Count the lines in the records below that contain the word "configuration", and give only that number.

[Records from a dataset]
◆ ◆ ◆ ◆

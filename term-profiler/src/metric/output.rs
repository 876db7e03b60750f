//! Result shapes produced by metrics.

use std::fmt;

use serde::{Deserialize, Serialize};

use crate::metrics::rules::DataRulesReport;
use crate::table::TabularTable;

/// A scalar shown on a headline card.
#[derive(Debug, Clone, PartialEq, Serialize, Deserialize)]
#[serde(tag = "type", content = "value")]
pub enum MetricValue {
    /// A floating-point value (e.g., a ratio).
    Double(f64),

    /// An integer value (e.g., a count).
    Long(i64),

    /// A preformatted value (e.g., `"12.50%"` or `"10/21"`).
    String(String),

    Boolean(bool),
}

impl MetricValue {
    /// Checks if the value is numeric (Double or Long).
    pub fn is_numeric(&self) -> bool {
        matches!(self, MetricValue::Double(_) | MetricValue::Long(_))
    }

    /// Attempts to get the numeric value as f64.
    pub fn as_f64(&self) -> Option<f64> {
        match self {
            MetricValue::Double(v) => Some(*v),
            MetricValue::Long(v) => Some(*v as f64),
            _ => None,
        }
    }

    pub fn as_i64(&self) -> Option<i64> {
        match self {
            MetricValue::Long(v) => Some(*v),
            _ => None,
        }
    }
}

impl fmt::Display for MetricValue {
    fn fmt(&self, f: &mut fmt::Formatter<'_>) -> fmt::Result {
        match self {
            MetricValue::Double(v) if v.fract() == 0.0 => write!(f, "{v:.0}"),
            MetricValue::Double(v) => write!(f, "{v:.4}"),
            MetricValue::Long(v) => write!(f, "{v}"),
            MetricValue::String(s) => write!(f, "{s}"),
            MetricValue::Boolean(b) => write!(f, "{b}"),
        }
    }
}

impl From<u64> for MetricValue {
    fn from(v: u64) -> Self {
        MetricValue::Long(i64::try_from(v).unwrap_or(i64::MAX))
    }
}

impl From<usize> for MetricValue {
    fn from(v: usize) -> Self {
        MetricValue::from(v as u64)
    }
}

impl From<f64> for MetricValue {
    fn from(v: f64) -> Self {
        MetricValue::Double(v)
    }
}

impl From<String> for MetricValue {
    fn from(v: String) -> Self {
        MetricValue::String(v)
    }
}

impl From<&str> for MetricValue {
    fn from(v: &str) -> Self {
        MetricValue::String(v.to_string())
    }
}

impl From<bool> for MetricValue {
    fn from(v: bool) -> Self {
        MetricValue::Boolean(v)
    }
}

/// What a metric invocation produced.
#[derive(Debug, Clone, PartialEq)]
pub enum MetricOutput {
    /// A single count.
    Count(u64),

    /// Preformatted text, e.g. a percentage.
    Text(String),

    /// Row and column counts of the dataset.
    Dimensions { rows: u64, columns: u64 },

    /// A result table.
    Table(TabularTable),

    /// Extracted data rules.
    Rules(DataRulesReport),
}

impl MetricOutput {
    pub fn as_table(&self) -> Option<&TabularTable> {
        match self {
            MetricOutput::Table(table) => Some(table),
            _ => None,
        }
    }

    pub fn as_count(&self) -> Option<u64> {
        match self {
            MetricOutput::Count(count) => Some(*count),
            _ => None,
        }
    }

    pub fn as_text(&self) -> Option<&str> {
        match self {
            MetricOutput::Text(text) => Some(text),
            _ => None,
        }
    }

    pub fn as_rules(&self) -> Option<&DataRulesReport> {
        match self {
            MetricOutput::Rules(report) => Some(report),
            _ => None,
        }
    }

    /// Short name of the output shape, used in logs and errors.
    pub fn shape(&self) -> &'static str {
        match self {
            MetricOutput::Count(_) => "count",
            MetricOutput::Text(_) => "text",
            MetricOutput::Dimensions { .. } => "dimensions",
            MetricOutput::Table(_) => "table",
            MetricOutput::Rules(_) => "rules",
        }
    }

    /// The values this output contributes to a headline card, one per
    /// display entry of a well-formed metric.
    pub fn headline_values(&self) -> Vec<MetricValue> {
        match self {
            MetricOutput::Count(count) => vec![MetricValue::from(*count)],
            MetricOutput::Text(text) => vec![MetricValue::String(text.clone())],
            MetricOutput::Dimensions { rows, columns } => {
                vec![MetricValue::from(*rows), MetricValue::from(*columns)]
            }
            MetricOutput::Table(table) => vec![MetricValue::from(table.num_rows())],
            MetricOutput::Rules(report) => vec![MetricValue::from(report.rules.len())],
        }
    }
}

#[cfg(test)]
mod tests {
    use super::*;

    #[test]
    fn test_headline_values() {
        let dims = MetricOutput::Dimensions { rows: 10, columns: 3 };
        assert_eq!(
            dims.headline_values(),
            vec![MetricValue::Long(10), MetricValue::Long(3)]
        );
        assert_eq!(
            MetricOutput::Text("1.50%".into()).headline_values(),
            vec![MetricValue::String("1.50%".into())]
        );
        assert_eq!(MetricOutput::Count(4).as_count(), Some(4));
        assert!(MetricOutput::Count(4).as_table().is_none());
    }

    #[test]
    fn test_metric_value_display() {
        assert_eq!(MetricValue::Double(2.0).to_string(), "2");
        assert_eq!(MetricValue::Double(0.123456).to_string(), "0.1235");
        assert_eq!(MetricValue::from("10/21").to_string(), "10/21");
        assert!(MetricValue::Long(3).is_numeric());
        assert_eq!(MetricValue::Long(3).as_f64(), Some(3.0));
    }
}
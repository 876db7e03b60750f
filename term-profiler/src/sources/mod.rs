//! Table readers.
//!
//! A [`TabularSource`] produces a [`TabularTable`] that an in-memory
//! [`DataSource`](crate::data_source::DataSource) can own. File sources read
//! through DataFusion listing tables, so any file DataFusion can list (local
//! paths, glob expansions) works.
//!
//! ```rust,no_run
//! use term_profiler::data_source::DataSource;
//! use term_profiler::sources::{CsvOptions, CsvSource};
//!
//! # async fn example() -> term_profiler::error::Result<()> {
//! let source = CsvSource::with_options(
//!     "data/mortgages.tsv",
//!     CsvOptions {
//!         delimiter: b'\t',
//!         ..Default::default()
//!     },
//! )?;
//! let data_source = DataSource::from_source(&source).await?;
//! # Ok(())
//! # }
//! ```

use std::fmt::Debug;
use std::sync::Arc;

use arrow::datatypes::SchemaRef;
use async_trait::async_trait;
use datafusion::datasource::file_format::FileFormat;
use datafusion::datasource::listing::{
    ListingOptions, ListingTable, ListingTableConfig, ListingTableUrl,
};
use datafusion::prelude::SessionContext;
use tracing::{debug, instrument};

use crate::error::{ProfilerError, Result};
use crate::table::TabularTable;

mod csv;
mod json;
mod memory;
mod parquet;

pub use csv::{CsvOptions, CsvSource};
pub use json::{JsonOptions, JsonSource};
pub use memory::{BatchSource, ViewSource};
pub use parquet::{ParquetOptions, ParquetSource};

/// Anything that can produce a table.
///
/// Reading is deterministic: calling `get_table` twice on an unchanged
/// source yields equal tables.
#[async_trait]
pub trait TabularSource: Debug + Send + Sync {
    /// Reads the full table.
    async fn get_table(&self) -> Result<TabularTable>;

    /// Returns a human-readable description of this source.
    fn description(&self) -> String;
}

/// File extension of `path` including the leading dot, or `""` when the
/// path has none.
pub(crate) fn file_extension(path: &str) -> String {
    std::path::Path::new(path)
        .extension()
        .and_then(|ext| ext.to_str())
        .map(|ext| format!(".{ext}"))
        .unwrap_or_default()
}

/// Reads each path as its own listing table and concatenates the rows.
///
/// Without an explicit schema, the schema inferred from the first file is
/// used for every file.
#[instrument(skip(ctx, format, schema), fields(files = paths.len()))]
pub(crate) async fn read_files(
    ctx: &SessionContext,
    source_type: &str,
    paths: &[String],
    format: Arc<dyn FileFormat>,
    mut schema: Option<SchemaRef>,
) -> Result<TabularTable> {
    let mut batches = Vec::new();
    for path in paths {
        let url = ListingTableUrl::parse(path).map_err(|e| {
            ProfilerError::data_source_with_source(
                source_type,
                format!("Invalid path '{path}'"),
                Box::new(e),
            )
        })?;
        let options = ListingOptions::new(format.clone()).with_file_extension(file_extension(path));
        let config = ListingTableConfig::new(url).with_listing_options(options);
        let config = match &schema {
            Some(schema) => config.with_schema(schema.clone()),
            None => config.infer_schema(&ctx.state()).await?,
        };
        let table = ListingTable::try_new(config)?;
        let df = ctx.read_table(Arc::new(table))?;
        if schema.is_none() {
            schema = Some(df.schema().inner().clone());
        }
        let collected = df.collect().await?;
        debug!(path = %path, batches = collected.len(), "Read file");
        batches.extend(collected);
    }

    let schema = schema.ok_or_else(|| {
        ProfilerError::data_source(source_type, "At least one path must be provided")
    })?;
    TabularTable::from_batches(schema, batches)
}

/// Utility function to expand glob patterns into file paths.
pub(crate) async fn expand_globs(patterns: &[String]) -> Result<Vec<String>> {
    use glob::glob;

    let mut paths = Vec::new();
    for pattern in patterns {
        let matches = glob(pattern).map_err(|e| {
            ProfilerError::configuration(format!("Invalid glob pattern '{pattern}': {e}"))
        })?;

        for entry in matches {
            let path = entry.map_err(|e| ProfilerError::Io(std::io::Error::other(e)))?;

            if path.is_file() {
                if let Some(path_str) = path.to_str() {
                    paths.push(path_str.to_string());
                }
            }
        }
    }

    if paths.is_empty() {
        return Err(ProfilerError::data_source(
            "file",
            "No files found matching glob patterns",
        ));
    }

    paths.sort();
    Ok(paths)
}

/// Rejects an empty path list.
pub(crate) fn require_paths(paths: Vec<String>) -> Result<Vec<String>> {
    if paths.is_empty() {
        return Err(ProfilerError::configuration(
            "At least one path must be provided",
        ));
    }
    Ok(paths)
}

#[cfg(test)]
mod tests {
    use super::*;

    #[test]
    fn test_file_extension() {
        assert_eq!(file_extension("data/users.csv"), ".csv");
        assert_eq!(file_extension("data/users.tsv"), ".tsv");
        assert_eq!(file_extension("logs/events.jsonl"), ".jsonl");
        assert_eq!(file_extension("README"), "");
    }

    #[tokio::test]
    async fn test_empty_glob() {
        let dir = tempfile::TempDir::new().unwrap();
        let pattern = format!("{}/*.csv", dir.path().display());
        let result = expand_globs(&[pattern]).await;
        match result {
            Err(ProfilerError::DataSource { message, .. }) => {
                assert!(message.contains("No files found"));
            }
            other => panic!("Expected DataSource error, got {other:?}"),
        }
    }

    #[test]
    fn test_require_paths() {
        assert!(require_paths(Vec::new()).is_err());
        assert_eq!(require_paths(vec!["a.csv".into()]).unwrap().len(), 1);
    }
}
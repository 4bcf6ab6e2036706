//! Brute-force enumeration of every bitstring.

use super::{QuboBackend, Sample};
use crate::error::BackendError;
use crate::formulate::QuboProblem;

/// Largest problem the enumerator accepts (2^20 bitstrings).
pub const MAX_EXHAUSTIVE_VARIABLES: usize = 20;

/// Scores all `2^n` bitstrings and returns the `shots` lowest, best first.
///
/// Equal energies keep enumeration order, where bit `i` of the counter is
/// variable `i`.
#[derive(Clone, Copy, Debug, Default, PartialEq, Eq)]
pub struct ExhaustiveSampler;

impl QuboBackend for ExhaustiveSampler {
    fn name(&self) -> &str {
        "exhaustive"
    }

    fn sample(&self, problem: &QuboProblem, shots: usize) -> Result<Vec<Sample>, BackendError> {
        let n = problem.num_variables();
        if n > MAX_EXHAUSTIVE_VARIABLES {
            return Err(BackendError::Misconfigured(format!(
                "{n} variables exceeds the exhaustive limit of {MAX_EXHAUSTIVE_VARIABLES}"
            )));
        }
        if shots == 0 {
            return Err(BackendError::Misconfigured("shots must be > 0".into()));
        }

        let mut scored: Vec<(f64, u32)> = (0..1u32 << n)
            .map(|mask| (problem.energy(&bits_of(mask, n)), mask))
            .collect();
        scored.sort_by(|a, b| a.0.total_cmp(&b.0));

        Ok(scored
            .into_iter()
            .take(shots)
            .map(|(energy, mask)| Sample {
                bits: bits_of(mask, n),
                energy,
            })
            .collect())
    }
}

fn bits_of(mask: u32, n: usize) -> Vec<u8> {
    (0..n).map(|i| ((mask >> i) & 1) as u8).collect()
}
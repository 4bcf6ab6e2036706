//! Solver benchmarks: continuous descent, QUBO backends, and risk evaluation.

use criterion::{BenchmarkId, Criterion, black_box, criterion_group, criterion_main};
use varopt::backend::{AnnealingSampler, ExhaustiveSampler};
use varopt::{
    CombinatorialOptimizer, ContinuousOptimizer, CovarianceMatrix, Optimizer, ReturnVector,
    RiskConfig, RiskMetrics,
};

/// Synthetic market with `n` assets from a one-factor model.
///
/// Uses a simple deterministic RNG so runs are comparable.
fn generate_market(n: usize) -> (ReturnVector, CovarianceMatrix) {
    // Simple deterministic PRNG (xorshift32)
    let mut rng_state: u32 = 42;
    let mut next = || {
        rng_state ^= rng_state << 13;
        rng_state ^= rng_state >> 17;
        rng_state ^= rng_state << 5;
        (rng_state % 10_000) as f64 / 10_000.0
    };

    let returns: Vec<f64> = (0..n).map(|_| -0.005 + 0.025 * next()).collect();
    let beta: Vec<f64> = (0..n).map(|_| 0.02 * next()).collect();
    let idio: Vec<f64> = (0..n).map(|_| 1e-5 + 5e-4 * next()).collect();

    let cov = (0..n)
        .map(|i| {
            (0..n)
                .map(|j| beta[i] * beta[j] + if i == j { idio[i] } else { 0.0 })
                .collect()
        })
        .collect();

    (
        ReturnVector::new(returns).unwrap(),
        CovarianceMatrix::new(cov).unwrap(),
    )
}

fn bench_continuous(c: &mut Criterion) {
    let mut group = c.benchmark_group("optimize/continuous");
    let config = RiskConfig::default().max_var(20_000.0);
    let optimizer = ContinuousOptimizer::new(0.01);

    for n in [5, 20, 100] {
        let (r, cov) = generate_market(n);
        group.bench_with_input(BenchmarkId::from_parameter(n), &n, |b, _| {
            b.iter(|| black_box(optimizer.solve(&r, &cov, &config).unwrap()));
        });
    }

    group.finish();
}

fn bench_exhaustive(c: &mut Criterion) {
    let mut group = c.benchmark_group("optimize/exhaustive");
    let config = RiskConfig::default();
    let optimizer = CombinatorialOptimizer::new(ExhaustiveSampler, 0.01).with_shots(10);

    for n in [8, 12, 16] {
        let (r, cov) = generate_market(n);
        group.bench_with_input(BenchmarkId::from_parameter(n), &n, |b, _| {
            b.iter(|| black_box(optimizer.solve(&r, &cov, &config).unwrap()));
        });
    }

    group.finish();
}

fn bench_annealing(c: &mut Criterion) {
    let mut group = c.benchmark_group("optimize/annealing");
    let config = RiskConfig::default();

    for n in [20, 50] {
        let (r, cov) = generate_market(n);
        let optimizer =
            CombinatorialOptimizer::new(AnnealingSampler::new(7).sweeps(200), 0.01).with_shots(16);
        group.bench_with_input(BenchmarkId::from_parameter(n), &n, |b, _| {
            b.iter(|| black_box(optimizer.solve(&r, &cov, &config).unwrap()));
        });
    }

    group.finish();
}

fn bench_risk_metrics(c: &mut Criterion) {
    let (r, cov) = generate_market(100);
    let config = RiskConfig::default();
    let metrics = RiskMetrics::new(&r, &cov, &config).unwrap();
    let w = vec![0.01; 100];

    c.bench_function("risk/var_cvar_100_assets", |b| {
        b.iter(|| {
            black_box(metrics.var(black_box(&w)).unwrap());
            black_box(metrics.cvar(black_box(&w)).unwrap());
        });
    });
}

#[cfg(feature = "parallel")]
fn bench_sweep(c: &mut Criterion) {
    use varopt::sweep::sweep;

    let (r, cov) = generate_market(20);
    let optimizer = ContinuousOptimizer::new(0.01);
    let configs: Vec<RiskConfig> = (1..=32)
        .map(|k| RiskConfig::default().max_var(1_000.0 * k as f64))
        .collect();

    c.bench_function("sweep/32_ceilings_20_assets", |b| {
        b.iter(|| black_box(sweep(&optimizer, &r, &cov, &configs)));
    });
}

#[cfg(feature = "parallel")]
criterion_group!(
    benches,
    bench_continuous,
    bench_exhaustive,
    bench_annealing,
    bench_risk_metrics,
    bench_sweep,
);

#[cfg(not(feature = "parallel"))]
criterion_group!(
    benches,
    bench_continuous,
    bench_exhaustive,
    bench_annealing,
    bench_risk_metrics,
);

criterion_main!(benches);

◆ ◆ ◆ ◆

Response box
2